WikiRank dataset on Hugging Face

A new comprehensive dataset containing WikiRank quality scores for approximately 47 million Wikipedia articles across 55 language editions has been released on Hugging Face, marking a significant milestone for researchers, developers, and organizations interested in assessing and enhancing the quality of Wikipedia content globally.

The WikiRank quality score is an innovative metric designed to evaluate the overall quality of Wikipedia articles. The significance of this dataset lies in its vast scale and multilingual coverage, making it a uniquely valuable resource. Previously, assessing the quality of Wikipedia articles at scale, particularly across diverse languages, posed significant challenges due to limitations in data accessibility, standardization, and computational resources. The availability of this extensive dataset on Hugging Face, an accessible and popular platform for machine learning resources, democratizes data-driven research and innovation related to Wikipedia’s content quality.

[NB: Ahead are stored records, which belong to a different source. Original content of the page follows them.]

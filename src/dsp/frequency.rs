//! Equal-tempered frequency table, A4 = 440 Hz.

use std::collections::HashMap;
use std::sync::LazyLock;

/// Sharp-spelled pitch classes, index = semitones above C.
pub const NOTE_NAMES: [&str; 12] = [
    "C", "C#", "D", "D#", "E", "F", "F#", "G", "G#", "A", "A#", "B",
];

/// Reference pitch for A4.
pub const A4_FREQUENCY: f64 = 440.0;

const A4_INDEX: i32 = 9;
const A4_OCTAVE: i32 = 4;

/// Octave range of the process-wide table.
pub const STANDARD_OCTAVES: (i32, i32) = (0, 8);

// std LazyLock in place of once_cell::sync::Lazy.
static STANDARD: LazyLock<FrequencyTable> =
    LazyLock::new(|| FrequencyTable::build(STANDARD_OCTAVES.0, STANDARD_OCTAVES.1));

/// Immutable map from pitch name (`"C#4"`) to frequency in Hz.
#[derive(Debug, Clone)]
pub struct FrequencyTable {
    notes: HashMap<String, f64>,
}

impl FrequencyTable {
    /// Build the table for `start_octave..=end_octave`.
    pub fn build(start_octave: i32, end_octave: i32) -> Self {
        let mut notes = HashMap::new();
        for octave in start_octave..=end_octave {
            for (i, name) in NOTE_NAMES.iter().enumerate() {
                let semitone_diff = (octave - A4_OCTAVE) * 12 + (i as i32 - A4_INDEX);
                let frequency = A4_FREQUENCY * 2.0_f64.powf(semitone_diff as f64 / 12.0);
                notes.insert(format!("{name}{octave}"), frequency);
            }
        }
        FrequencyTable { notes }
    }

    /// The shared octave 0-8 table, built on first use.
    pub fn standard() -> &'static FrequencyTable {
        &STANDARD
    }

    /// Frequency for `name`, or 0.0 for anything not in the table
    /// (including `"rest"`).
    pub fn lookup(&self, name: &str) -> f64 {
        self.notes.get(name).copied().unwrap_or(0.0)
    }

    pub fn len(&self) -> usize {
        self.notes.len()
    }

    pub fn is_empty(&self) -> bool {
        self.notes.is_empty()
    }
}

#[cfg(test)]
mod tests {
    use super::*;

    #[test]
    fn a4_is_exact() {
        assert_eq!(FrequencyTable::standard().lookup("A4"), 440.0);
    }

    #[test]
    fn covers_nine_octaves() {
        let table = FrequencyTable::standard();
        assert_eq!(table.len(), 9 * 12);
        assert!(table.lookup("C0") > 16.0 && table.lookup("C0") < 16.5);
        assert!(table.lookup("B8") > 7900.0);
        assert_eq!(table.lookup("C9"), 0.0);
    }

    #[test]
    fn semitone_steps_are_equal_tempered() {
        let table = FrequencyTable::standard();
        let ratio = 2.0_f64.powf(1.0 / 12.0);
        for octave in 0..=8 {
            for i in 1..12 {
                let below = table.lookup(&format!("{}{octave}", NOTE_NAMES[i - 1]));
                let above = table.lookup(&format!("{}{octave}", NOTE_NAMES[i]));
                assert!(
                    (above - below * ratio).abs() < 1e-9 * above,
                    "{}{octave}: {above} vs {}",
                    NOTE_NAMES[i],
                    below * ratio
                );
            }
        }
    }

    #[test]
    fn octave_boundary_step() {
        let table = FrequencyTable::standard();
        let b3 = table.lookup("B3");
        let c4 = table.lookup("C4");
        assert!((c4 / b3 - 2.0_f64.powf(1.0 / 12.0)).abs() < 1e-12);
        assert!((c4 - 261.6256).abs() < 1e-3);
    }

    #[test]
    fn unknown_names_are_silent() {
        let table = FrequencyTable::standard();
        assert_eq!(table.lookup("rest"), 0.0);
        assert_eq!(table.lookup("Eb4"), 0.0);
        assert_eq!(table.lookup(""), 0.0);
    }

    #[test]
    fn partial_range() {
        let table = FrequencyTable::build(4, 4);
        assert_eq!(table.len(), 12);
        assert_eq!(table.lookup("A4"), 440.0);
        assert_eq!(table.lookup("A3"), 0.0);
    }
}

This dataset can be leveraged in numerous impactful ways, for example:

  • Quality improvement initiatives. Wikipedia communities, editors, and content moderators can utilize WikiRank scores to systematically identify articles requiring improvement or updates, ensuring the encyclopedia’s content remains accurate, reliable, and comprehensive.
  • Multilingual content development. By highlighting quality disparities across different language editions of Wikipedia, the dataset can guide targeted content creation or translation efforts, fostering equity in knowledge representation and accessibility globally.
  • Education and information literacy. Educators and academic institutions can use this dataset to teach students about information quality assessment, critical analysis of sources, and digital literacy, providing concrete examples of varying content standards and their indicators.
  • Natural Language Processing (NLP) and AI development. Researchers and developers can utilize WikiRank scores to train machine learning models for automated content assessment, generating summaries, or content recommendation systems that prioritize high-quality information.
  • Benchmarking. Analysts and researchers can leverage the dataset to perform comparative studies on information quality, editorial processes, and knowledge gaps across different cultural and linguistic contexts.

The complete dataset is available for download on the Hugging Face.